The ‘fever’ was exacerbated by controversial circumstances around ventilator procurement in Sarajevo, the Covid hospital in Banja Luka, resignations within the Crisis Management Committee in the Sarajevo canton… And despite all the difficulties, new healthcare workers strikes are taking place, and in sight.
Writen by: Dr. Bakir Nakas
Back when the World Health Organisation gave the announcement, like a holiday gift ahead of the New Year 2020, about the existence of the new ‘cluster’ of viral pneumonia of unknown origin, as an epidemiologist I could sense that difficult times were ahead of us.
Despite being retired, I was ‘haunted’ by the thought of the circumstance of post-transitional Bosnia and Herzegovina, and how that would affect how we face great challenges. I wondered whether our healthcare system would manage to withstand the new illness, which soon proved to become a ruthless ‘test’ of all healthcare systems and their capabilities.
The first wave at the beginning of March was welcomed like in many other countries in the region and in the world, with preventative measures, and we were pleased with the results – a relatively low number of infected citizens, and a low mortality rate.
Unfortunately, time has shown that our joy was premature. After a relatively calm summer, the beginning of autumn was followed by a high number of new infections and deaths, which exposed all the weaknesses of a healthcare system in an institutionally and constitutionally complex state. A lack of subordination and coordination between the top of the state and local healthcare facilities, an extreme involvement of politics in organisation and general functioning, lack of expertise – all of this has led to a conclusion by both politicians and healthcare authorities that our healthcare systems are at the point of collapse. The common prediction is that they will not be able to withstand the daily increases in new infections and the citizens’ needs for healthcare.
The ‘fever’ was exacerbated by controversial circumstances around ventilator procurement in Sarajevo, the Covid hospital in Banja Luka, resignations within the Crisis Management Committee in the Sarajevo canton…
There was also a simultaneous and unjust neglect for the treatment of several chronic illnesses, which can leave devastating consequences in the near future.
At the beginning of the pandemic, and even today despite all the difficulties, new healthcare workers strikes are taking place, and in sight. They are dissatisfied with the organisation of their work, and unsigned collective contracts. The lack of cooperation between healthcare facilities and unnecessary public statements by their heads add to the general sentiment of uncertainty and fear with the citizens.
They fear, and justifiably so, that they will not receive appropriate and timely health services despite financing the public healthcare system for years.
An extremely complicated healthcare with 13 elements, from the cantonal level, to entity level, to state level, a lack of cooperation only adds to the difficulty of needing to quickly adapt to new circumstances and growing dangers of Covid.
Many will say that even wealthier countries with much better equipped healthcare systems are also under threat, so it is no wonder this is happening in our ‘post-Dayton Bosnia and Herzegovina’.
One thing is definite, however.

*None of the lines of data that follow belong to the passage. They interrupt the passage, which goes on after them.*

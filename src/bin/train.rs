//! Training and generation driver.
//!
//! Loads a corpus (one example per line), constructs a network or
//! resumes one from a JSON checkpoint, then runs the training loop with
//! periodic metric logging, sample generation, and checkpointing. With
//! `--generate N` it skips training and prints N samples from an
//! existing checkpoint.
//!
//! ## Usage
//!
//! ```bash
//! # Train a GRU on a corpus of short texts
//! cargo run --release --bin train -- --data corpus.txt
//!
//! # Resume from a checkpoint and train with a custom architecture
//! cargo run --release --bin train -- --data corpus.txt --resume \
//!     --cell lstm --hidden 40,40 --step-size 0.001
//!
//! # Generate ten samples from a trained checkpoint
//! cargo run --release --bin train -- --generate 10 --temperature 0.8
//! ```

use clap::Parser;
use starling::{CellType, Error, Network, Result, TrainingLogger};
use std::fs;
use std::path::Path;

#[derive(Parser)]
#[command(name = "train", about = "Train a character-level recurrent text generator")]
struct Args {
    /// Corpus file, one training example per line
    #[arg(long, default_value = "corpus.txt")]
    data: String,

    /// Cell type: gru or lstm
    #[arg(long, default_value = "gru")]
    cell: String,

    /// Character embedding width
    #[arg(long, default_value_t = 5)]
    letter_size: usize,

    /// Hidden layer widths, comma separated
    #[arg(long, default_value = "20,20")]
    hidden: String,

    /// Step size for the solver update
    #[arg(long, default_value_t = 0.002)]
    step_size: f32,

    /// Number of training iterations to run
    #[arg(long, default_value_t = 50_000)]
    iterations: u64,

    /// Log metrics every N iterations
    #[arg(long, default_value_t = 100)]
    log_every: u64,

    /// Generate a sample every N iterations (0 disables)
    #[arg(long, default_value_t = 1_000)]
    sample_every: u64,

    /// Write a checkpoint every N iterations (0 disables)
    #[arg(long, default_value_t = 1_000)]
    save_every: u64,

    /// Checkpoint file path
    #[arg(long, default_value = "net-state.json")]
    checkpoint: String,

    /// Resume from the checkpoint instead of constructing a new network
    #[arg(long)]
    resume: bool,

    /// Sampling temperature
    #[arg(long, default_value_t = 1.0)]
    temperature: f32,

    /// Generate N samples from the checkpoint and exit
    #[arg(long)]
    generate: Option<usize>,

    /// CSV metrics file path
    #[arg(long, default_value = "training_log.csv")]
    log_csv: String,
}

fn load_corpus(path: &str) -> Result<Vec<String>> {
    let text = fs::read_to_string(path)?;
    let corpus: Vec<String> = text
        .lines()
        .map(str::trim)
        .filter(|line| !line.is_empty())
        .map(str::to_string)
        .collect();
    if corpus.is_empty() {
        return Err(Error::Configuration(format!(
            "corpus file {path:?} has no non-empty lines"
        )));
    }
    Ok(corpus)
}

fn parse_hidden(list: &str) -> Result<Vec<usize>> {
    list.split(',')
        .map(|part| {
            part.trim().parse::<usize>().map_err(|_| {
                Error::Configuration(format!("invalid hidden layer width {part:?}"))
            })
        })
        .collect()
}

fn run(args: Args) -> Result<()> {
    if let Some(count) = args.generate {
        let mut net = Network::load(&args.checkpoint)?;
        println!(
            "Loaded checkpoint {:?} ({} iterations, {} parameters)",
            args.checkpoint,
            net.iterations(),
            net.num_parameters()
        );
        for _ in 0..count {
            println!("{}", net.predict(args.temperature)?);
        }
        return Ok(());
    }

    let corpus = load_corpus(&args.data)?;
    let mut net = if args.resume && Path::new(&args.checkpoint).exists() {
        let net = Network::load(&args.checkpoint)?;
        println!(
            "Resumed {:?} at iteration {}",
            args.checkpoint,
            net.iterations()
        );
        net
    } else {
        let cell: CellType = args.cell.parse()?;
        let hidden = parse_hidden(&args.hidden)?;
        let net = Network::new(&corpus, args.letter_size, hidden, cell)?;
        println!(
            "New {} network: {} characters, {} parameters, max_gen {}",
            cell,
            net.codec().charset_len(),
            net.num_parameters(),
            net.params().max_gen
        );
        net
    };

    let mut logger = TrainingLogger::new(&args.log_csv)?;
    println!(
        "Training on {} examples for {} iterations",
        corpus.len(),
        args.iterations
    );

    for i in 1..=args.iterations {
        let (perplexity, cost) = net.train(args.step_size)?;

        if args.log_every > 0 && i % args.log_every == 0 {
            let sample = if args.sample_every > 0 && i % args.sample_every == 0 {
                Some(net.predict(args.temperature)?)
            } else {
                None
            };
            logger.log(
                net.iterations(),
                args.step_size,
                cost,
                perplexity,
                sample.as_deref(),
            )?;
        }

        if args.save_every > 0 && i % args.save_every == 0 {
            net.save(&args.checkpoint)?;
        }
    }

    net.save(&args.checkpoint)?;
    println!(
        "Done: {} iterations, checkpoint written to {:?}",
        net.iterations(),
        args.checkpoint
    );
    Ok(())
}

fn main() {
    let args = Args::parse();
    if let Err(err) = run(args) {
        eprintln!("error: {err}");
        std::process::exit(1);
    }
}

The healthcare systems in BiH under the current organisation are not prepared to answer to the challenges and provide quality healthcare service to its patients. As a result of the current state, and aforementioned shortcomings, there is a need for a series of changes in the healthcare structure.
What is most positive, and least talked about, is the sacrifice made by healthcare workers. Those working in both public and private facilities, cleaning workers, technicians, nurses, laboratory staff, doctors, others working in healthcare teams, all work quietly and diligently and fulfil their daily tasks in treating those who suffer from Covid and many others, not any less dangerous, illnesses which threaten the health and lives of our citizens.
This relationship is evidence that the systems will after all withstand everything that comes to them, and will enable all necessary structural changes in the times to come.
Dr. Bakir Nakas, infectologist, infectious disease specialist. He spent his working life at the Infectious Disease Clinic in Sarajevo, the Military, later State Hospital ‘Sarajevo’ where he was the head until retirement. Former Assistant to the Health Minister of the BiH Federation.